## What you will do
Scan the entries below for the word "Compute". Copy out every line in which it occurs.

Dataset entries:
|---|

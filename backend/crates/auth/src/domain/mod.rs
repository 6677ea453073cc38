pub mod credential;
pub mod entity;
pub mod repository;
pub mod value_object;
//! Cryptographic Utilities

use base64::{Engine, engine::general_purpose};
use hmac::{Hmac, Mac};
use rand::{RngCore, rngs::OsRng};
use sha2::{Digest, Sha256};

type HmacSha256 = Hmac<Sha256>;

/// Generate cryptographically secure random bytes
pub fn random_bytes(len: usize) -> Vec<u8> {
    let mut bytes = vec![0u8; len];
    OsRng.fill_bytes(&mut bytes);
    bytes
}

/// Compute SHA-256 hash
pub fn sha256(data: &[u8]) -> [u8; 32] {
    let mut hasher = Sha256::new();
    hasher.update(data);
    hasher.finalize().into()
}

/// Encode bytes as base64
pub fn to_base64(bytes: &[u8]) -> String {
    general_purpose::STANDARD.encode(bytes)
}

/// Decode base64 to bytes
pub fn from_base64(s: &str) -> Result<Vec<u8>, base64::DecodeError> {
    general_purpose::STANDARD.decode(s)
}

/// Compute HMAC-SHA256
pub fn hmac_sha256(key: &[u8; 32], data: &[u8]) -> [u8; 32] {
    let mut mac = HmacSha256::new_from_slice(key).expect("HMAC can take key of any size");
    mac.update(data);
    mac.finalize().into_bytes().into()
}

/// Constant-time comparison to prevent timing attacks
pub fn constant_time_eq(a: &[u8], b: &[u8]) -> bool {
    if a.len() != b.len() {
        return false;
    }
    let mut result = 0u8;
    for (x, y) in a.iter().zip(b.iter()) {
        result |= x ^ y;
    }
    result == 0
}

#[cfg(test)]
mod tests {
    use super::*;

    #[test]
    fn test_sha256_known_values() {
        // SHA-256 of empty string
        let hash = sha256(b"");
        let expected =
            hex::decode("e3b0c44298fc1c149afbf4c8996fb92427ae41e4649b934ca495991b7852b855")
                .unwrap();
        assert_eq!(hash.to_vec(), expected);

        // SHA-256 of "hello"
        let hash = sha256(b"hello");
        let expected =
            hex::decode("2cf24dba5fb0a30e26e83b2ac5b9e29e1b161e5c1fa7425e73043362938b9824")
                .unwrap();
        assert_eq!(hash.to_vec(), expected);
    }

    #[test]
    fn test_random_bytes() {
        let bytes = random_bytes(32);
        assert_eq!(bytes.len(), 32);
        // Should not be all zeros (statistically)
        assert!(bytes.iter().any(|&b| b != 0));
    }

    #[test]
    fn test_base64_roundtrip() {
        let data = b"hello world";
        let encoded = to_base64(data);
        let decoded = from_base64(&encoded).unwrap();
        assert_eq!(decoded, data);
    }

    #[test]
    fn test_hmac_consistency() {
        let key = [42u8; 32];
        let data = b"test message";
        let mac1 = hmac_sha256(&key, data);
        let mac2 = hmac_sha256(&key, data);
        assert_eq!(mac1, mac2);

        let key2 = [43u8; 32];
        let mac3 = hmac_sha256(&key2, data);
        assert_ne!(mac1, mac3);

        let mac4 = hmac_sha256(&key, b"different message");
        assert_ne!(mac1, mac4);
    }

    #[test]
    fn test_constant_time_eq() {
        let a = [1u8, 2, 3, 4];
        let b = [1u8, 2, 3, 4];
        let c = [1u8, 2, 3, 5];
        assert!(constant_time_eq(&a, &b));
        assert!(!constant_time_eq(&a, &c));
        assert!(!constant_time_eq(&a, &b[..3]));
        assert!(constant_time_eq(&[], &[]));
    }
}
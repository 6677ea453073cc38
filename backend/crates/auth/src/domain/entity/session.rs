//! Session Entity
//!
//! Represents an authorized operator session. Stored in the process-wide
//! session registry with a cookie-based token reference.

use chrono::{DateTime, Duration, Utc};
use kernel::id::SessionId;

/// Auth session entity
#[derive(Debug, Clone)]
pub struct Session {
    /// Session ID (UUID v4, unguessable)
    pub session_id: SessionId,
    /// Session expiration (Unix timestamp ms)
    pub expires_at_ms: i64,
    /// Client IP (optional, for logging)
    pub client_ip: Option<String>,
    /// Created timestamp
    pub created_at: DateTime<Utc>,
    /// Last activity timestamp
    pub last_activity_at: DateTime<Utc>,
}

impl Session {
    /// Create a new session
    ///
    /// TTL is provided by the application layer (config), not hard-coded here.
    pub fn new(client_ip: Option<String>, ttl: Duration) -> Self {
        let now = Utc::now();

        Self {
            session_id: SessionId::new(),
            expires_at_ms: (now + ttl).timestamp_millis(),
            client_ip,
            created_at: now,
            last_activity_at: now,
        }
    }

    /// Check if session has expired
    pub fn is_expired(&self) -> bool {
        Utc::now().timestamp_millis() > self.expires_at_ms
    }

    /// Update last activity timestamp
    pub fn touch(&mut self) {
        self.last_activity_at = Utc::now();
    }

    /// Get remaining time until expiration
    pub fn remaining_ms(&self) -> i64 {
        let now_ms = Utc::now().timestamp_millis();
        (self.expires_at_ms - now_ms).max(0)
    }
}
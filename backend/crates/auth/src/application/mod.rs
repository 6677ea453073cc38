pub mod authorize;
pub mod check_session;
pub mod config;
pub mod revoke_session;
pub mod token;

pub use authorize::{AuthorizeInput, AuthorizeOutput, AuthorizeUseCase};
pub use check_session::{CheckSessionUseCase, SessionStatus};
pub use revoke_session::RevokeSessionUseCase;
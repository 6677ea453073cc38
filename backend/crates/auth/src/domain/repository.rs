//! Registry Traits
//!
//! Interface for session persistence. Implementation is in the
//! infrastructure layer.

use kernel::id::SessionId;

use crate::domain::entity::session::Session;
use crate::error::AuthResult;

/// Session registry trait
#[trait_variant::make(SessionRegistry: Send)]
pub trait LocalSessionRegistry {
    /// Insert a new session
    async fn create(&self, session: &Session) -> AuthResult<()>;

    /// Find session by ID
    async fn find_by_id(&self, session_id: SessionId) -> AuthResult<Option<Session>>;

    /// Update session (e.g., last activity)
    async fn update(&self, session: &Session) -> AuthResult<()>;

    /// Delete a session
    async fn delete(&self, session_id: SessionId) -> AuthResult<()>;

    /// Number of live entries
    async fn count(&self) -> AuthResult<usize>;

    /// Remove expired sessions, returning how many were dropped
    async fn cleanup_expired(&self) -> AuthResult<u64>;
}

|---|

## Task result
/// Compute SHA-256 hash
/// Compute HMAC-SHA256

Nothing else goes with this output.